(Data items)
#[cfg(test)]
mod tests {
    use super::*;
    use crate::db::{MemorySlot, STORAGE_KEY};

    fn key(code: KeyCode) -> KeyEvent {
        KeyEvent::new(code, KeyModifiers::NONE)
    }

    fn type_text<S: KeyValueStore>(app: &mut App<S>, text: &str) {
        for c in text.chars() {
            app.handle_key(key(KeyCode::Char(c)));
        }
    }

    fn wednesday() -> NaiveDate {
        NaiveDate::from_ymd_opt(2024, 5, 8).unwrap()
    }

    fn test_app(dir: &Path) -> App<MemorySlot> {
        App::new(EntryStore::load(MemorySlot::new()), dir.to_path_buf()).with_today(wednesday())
    }

    fn seeded_app(dir: &Path) -> App<MemorySlot> {
        let mut app = test_app(dir);
        for (ro, date, desc, hours) in [
            ("RO1", "2024-05-08", "brake pads", "1.5"),
            ("RO2", "2024-05-02", "oil change", "0.3"),
            ("RO3", "2024-04-20", "timing belt", "4.2"),
        ] {
            app.store.create(&EntryDraft::new(ro, date, desc, hours)).unwrap();
        }
        app.refresh();
        app
    }

    #[test]
    fn test_unpinned_today_follows_the_clock() {
        let dir = tempfile::tempdir().unwrap();
        let mut app = App::new(EntryStore::load(MemorySlot::new()), dir.path().to_path_buf());

        assert_eq!(app.today(), local_today());

        app.open_add_form();
        match &app.mode {
            Mode::Form(form) => assert_eq!(form.draft.date, format_date(local_today())),
            other => panic!("expected form, got {:?}", other),
        }
    }

    #[test]
    fn test_add_entry_through_form() {
        let dir = tempfile::tempdir().unwrap();
        let mut app = test_app(dir.path());

        app.handle_key(key(KeyCode::Char('a')));
        type_text(&mut app, "RO77");
        app.handle_key(key(KeyCode::Tab)); // date keeps today's default
        app.handle_key(key(KeyCode::Tab));
        type_text(&mut app, "alignment");
        app.handle_key(key(KeyCode::Tab));
        type_text(&mut app, "1.2");
        app.handle_key(key(KeyCode::Enter));

        assert_eq!(app.store.len(), 1);
        let entry = &app.store.entries()[0];
        assert_eq!(entry.ro, "RO77");
        assert_eq!(entry.date, "2024-05-08");
        assert_eq!(entry.hours, 1.2);

        // Form stays open, reset for the next job, date kept
        match &app.mode {
            Mode::Form(form) => {
                assert_eq!(form.draft.ro, "");
                assert_eq!(form.draft.hours, "");
                assert_eq!(form.draft.date, "2024-05-08");
                assert_eq!(form.focus, FormField::Hours);
            }
            other => panic!("expected form, got {:?}", other),
        }
        assert_eq!(app.summary.count, 1);
    }

    #[test]
    fn test_form_validation_error_keeps_form() {
        let dir = tempfile::tempdir().unwrap();
        let mut app = test_app(dir.path());

        app.handle_key(key(KeyCode::Char('a')));
        app.handle_key(key(KeyCode::Enter));

        assert!(app.store.is_empty());
        assert_eq!(app.status.as_deref(), Some("RO is required"));
        assert!(matches!(app.mode, Mode::Form(_)));

        app.handle_key(key(KeyCode::Esc));
        assert_eq!(app.mode, Mode::Normal);
    }

    #[test]
    fn test_edit_selected_entry() {
        let dir = tempfile::tempdir().unwrap();
        let mut app = seeded_app(dir.path());
        let id = app.selected_entry().unwrap().id.clone();

        app.handle_key(key(KeyCode::Char('e')));
        app.handle_key(key(KeyCode::BackTab)); // hours
        for _ in 0..3 {
            app.handle_key(key(KeyCode::Backspace));
        }
        type_text(&mut app, "2");
        app.handle_key(key(KeyCode::Enter));

        assert_eq!(app.mode, Mode::Normal);
        assert_eq!(app.store.get(&id).unwrap().hours, 2.0);
    }

    #[test]
    fn test_search_filters_live() {
        let dir = tempfile::tempdir().unwrap();
        let mut app = seeded_app(dir.path());

        app.handle_key(key(KeyCode::Char('/')));
        type_text(&mut app, "OIL");
        assert_eq!(app.summary.count, 1);
        assert_eq!(app.summary.view[0].ro, "RO2");

        app.handle_key(key(KeyCode::Esc));
        assert_eq!(app.summary.count, 3);
        assert_eq!(app.mode, Mode::Normal);
    }

    #[test]
    fn test_quick_ranges() {
        let dir = tempfile::tempdir().unwrap();
        let mut app = seeded_app(dir.path());

        app.handle_key(key(KeyCode::Char('1')));
        assert_eq!(app.criteria.from, "2024-05-08");
        assert_eq!(app.summary.count, 1);

        app.handle_key(key(KeyCode::Char('2')));
        assert_eq!(app.criteria.from, "2024-05-06");
        assert_eq!(app.summary.count, 1);

        app.handle_key(key(KeyCode::Char('3')));
        assert_eq!(app.criteria.from, "2024-05-01");
        assert_eq!(app.summary.count, 2);
        assert!((app.summary.total_filtered - 1.8).abs() < 1e-9);
        assert!((app.summary.total_all - 6.0).abs() < 1e-9);

        app.handle_key(key(KeyCode::Char('0')));
        assert!(app.criteria.is_unfiltered());
        assert_eq!(app.summary.count, 3);
    }

    #[test]
    fn test_manual_bound() {
        let dir = tempfile::tempdir().unwrap();
        let mut app = seeded_app(dir.path());

        app.handle_key(key(KeyCode::Char('t')));
        type_text(&mut app, "2024-05-01");
        app.handle_key(key(KeyCode::Enter));

        assert_eq!(app.criteria.to, "2024-05-01");
        assert_eq!(app.summary.count, 1);
    }

    #[test]
    fn test_delete_selected() {
        let dir = tempfile::tempdir().unwrap();
        let mut app = seeded_app(dir.path());

        app.handle_key(key(KeyCode::Down));
        app.handle_key(key(KeyCode::Char('d')));

        let ros: Vec<&str> = app.summary.view.iter().map(|e| e.ro.as_str()).collect();
        assert_eq!(ros, vec!["RO1", "RO3"]);
    }

    #[test]
    fn test_clear_all_requires_confirmation() {
        let dir = tempfile::tempdir().unwrap();
        let mut app = seeded_app(dir.path());

        app.handle_key(key(KeyCode::Char('X')));
        app.handle_key(key(KeyCode::Char('n')));
        assert_eq!(app.store.len(), 3);

        app.handle_key(key(KeyCode::Char('X')));
        app.handle_key(key(KeyCode::Char('y')));
        assert!(app.store.is_empty());
        assert_eq!(app.state.selected(), None);
    }

    #[test]
    fn test_export_then_import_roundtrip() {
        let dir = tempfile::tempdir().unwrap();
        let mut app = seeded_app(dir.path());

        app.handle_key(key(KeyCode::Char('J')));
        app.handle_key(key(KeyCode::Char('x')));

        let mut json_path = None;
        let mut csv_count = 0;
        for item in std::fs::read_dir(dir.path()).unwrap() {
            let path = item.unwrap().path();
            match path.extension().and_then(|e| e.to_str()) {
                Some("json") => json_path = Some(path),
                Some("csv") => csv_count += 1,
                _ => {}
            }
        }
        assert_eq!(csv_count, 1);
        let json_path = json_path.unwrap();

        let mut fresh = test_app(dir.path());
        fresh.handle_key(key(KeyCode::Char('i')));
        type_text(&mut fresh, json_path.to_str().unwrap());
        fresh.handle_key(key(KeyCode::Enter));

        assert_eq!(fresh.store.entries(), app.store.entries());
        assert_eq!(fresh.status.as_deref(), Some("Imported 3 entries"));
    }

    #[test]
    fn test_failed_import_reports_single_message() {
        let dir = tempfile::tempdir().unwrap();
        let bad = dir.path().join("bad.json");
        std::fs::write(&bad, "{\"entries\": []}").unwrap();

        let mut app = seeded_app(dir.path());
        app.import_from(&bad);
        assert_eq!(
            app.status.as_deref(),
            Some("Import failed. Provide a JSON export from this app.")
        );

        app.import_from(&dir.path().join("missing.json"));
        assert_eq!(
            app.status.as_deref(),
            Some("Import failed. Provide a JSON export from this app.")
        );
        assert_eq!(app.store.len(), 3);
    }

    #[test]
    fn test_navigation_wraps() {
        let dir = tempfile::tempdir().unwrap();
        let mut app = seeded_app(dir.path());

        assert_eq!(app.state.selected(), Some(0));
        app.previous();
        assert_eq!(app.state.selected(), Some(2));
        app.next();
        assert_eq!(app.state.selected(), Some(0));
        app.page_down();
        assert_eq!(app.state.selected(), Some(2));
        app.page_up();
        assert_eq!(app.state.selected(), Some(0));
    }

    #[test]
    fn test_quit_keys() {
        let dir = tempfile::tempdir().unwrap();
        let mut app = test_app(dir.path());

        assert!(app.handle_key(key(KeyCode::Char('q'))));

        app.handle_key(key(KeyCode::Char('/')));
        assert!(!app.handle_key(key(KeyCode::Char('q'))));
        assert_eq!(app.criteria.query, "q");
    }

    #[test]
    fn test_mutations_reach_the_slot() {
        let dir = tempfile::tempdir().unwrap();
        let app = seeded_app(dir.path());

        let slot = app.store.into_slot();
        let json = slot.read(STORAGE_KEY).unwrap().unwrap();
        let saved: Vec<Entry> = serde_json::from_str(&json).unwrap();
        assert_eq!(saved.len(), 3);
    }

    #[test]
    fn test_truncate_is_char_safe() {
        assert_eq!(truncate("short", 10), "short");
        assert_eq!(truncate("ééééééééééé", 6), "ééé...");
    }
}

▶ [Exercise details]: Looking at the records above, how many lines include "wednesday"? Please give the number and nothing more.

▶ [Written reply]: 2